I was involved with my boyfriend for 5 months, when he filed for divorce from his wife. Two weeks before he filed was the first time he brought up the topic of divorcing his wife and starting as new life with me. You see: he brought it up. I was happy and astonished at the same time - and he really stuck to his plan.

I think that men that really have the intention to get out of a marriage, for whatever reason, just do it and do not talk about it too much with their mistress, nor do they make up big verbal future plans. They just DO it, they do not talk about it over and over again.

Sometimes a new relationship is just the LAST BIG PUSH, to make him realize what he wants or doesn’t want anymore. I think unlike women, men need escape helpers in form of a new relationship, to make it out of an unhappy marriage, a new love can be the real incentive to finally change his situation.

My girlfriend was together with a married man for 18 months, he now filed for divorce and they plan on moving together, and my own grandmother was left by my grandmother for his mistress, her married his mistress and they had a happy marriage until the day he died. So, yes, it is possible that men leave their wives for their mistresses and have a happy ever after, but those that do were not just looking for an affair or a fling, they were looking for an escape partner to take them by the hand. A man that waits too long to make up his mind for his mistress, is either not ready to leave his wife yet or thinks that you are not the right partner for him. In any event, you are wasting your time, if he does not know in a foreseeable time that he wants to be ONLY with you. If you are already asking the question to yourself whether he will leave, that means you are already impatient. It comes then to the point to leave - without ultimatum. Men that truly love do not need an ultimatum.

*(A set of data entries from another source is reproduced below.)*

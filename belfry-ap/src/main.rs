//! Belfry Audio Player - main entry point
//!
//! Boots the application container (config, audio engine, manual player,
//! calendars, TTS, scheduler) and serves the HTTP/SSE control interface.

use std::path::PathBuf;

use anyhow::{Context, Result};
use clap::Parser;
use tracing::info;
use tracing_subscriber::{layer::SubscriberExt, util::SubscriberInitExt};

use belfry_ap::{api, App, AppBackends};
use belfry_common::paths::resolve_root_folder;

/// Command-line arguments for belfry-ap
#[derive(Parser, Debug)]
#[command(name = "belfry-ap")]
#[command(about = "Schedule-driven facility audio daemon")]
#[command(version)]
struct Args {
    /// Port to listen on
    #[arg(short, long, default_value = "7777", env = "BELFRY_AP_PORT")]
    port: u16,

    /// Root folder for data and sound libraries
    #[arg(short, long, env = "BELFRY_ROOT_FOLDER")]
    root_folder: Option<PathBuf>,
}

#[tokio::main]
async fn main() -> Result<()> {
    tracing_subscriber::registry()
        .with(
            tracing_subscriber::EnvFilter::try_from_default_env()
                .unwrap_or_else(|_| "belfry_ap=info,belfry_common=info,tower_http=info".into()),
        )
        .with(tracing_subscriber::fmt::layer())
        .init();

    let args = Args::parse();
    let root = resolve_root_folder(args.root_folder.as_deref());
    info!("starting belfry-ap, data root {}", root.display());

    let app = App::new(root, AppBackends::null())
        .context("failed to initialize application")?;
    app.start();

    api::run(app.clone(), args.port)
        .await
        .context("HTTP server failed")?;

    app.shutdown();
    info!("shutdown complete");
    Ok(())
}
//! Calendar-driven services: birthday announcements and the holiday
//! calendar that can silence a whole day of automated cues.

pub mod birthdays;
pub mod holidays;

pub use birthdays::BirthdayService;
pub use holidays::HolidayService;
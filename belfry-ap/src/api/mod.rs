//! HTTP control surface: REST endpoints plus the SSE event stream.

pub mod handlers;
pub mod server;
pub mod sse;

pub use server::{run, AppContext};
//! Collaborator seams of the automaton.
//!
//! The scheduler drives everything through these traits, injected at
//! construction. The arbiter implements [`AudioSink`], the birthday/holiday
//! services implement their oracles, and tests supply recording doubles.

use belfry_common::Result;
use std::path::PathBuf;

/// Audio actions the automaton can request. Bell and announcement calls
/// block until the cue has finished playing.
pub trait AudioSink: Send + Sync {
    /// Returns whether a bell actually played (resolves + starts).
    fn play_bell(&self, sound_id: &str) -> bool;

    fn play_announcement(&self, sound_id: &str) -> bool;

    fn start_background_music(&self);

    fn stop_background_music(&self);
}

/// Whether today is a holiday on which automated cues should be skipped.
/// Implementations fold in their own enabled/skip configuration.
pub trait HolidayOracle: Send + Sync {
    fn is_holiday_today(&self) -> bool;
}

/// Birthday announcements due at the current minute.
pub trait BirthdayOracle: Send + Sync {
    /// Names whose announcement slot matches the current minute and whose
    /// birthday is today.
    fn due_now(&self) -> Vec<String>;

    /// Rendered announcement text for one person.
    fn announcement_text(&self, name: &str) -> String;
}

/// Probe for user-initiated playback; the automaton leaves background music
/// untouched while this reports true.
pub trait ManualPlayerProbe: Send + Sync {
    fn is_active(&self) -> bool;
}

/// Text-to-speech synthesis: text in, audio file out.
pub trait SpeechSynthesizer: Send + Sync {
    fn generate(&self, text: &str, file_stem: &str) -> Result<PathBuf>;
}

So the longer you wait and the more he talks about what he wants instead of doing what he wants, the greater the odds that he does not have the intentions or the guts to get out of his marriage. In any event: you are wasting your time!

Answer #10

What help do you need? That couple will remain together because neither the love nor the sx is that which keeps them together. I do not know what is that, maybe the kids, or else. Maybe even they do not know the answer, e.g. they are just lasy to divorce. You have to be satisfied by the love and sx, and that is not nothing. And your decision is that it is enough for you or not. I advice you to tell your man that it is not neccessary to talk about a common future, because you do not beleive that. Then your emotional balance might be restored.

Answer #11

He more then likely has another girlfriend just like you. Someone new that will go thru the same exact same thing to her. This kind of man will continue this to have a string of women just like you. Been there. Never again. He will never leave his life with his wife. He loves the game.

Answer #12

Nope He won’t!!He would of done it already!! My husband had an affair with this girl for like two years and he even had a child with her!He promised her a million things and said he loved her and he never left me so there is your answer

Answer #13

Don’t know if I have any advice … just some input … I have been with a married man now for about 8 months … he doesn’t promise me the world, bash his wife, tell me he is leaving and to be patient, tell me he is going to a lawyer or anything like that … I just think we are in love … it’s not just sex … we read the same books, watch foreign films, play tennis together and talk about current affairs and interesting things … right now I am enjoying it … guess if it was meant to be it will be … I have no plans to give an ultimatum or anything like that … it just feels right … and if my feelings are correct, then I really do believe he will just naturally leave and come to me … and if it wasn’t meant to be, and this all isn;’t really true, then he won’t … I do hope it is true, but if that ends up not being the case, then I wouldn’t want him anyway … I wouldn’t want anyone I had to give an ultilmatum to or force to be with me … I just know what I want for me and my life, and I have faith that I will end up with the right person … if it’s not him, then it will be someone else …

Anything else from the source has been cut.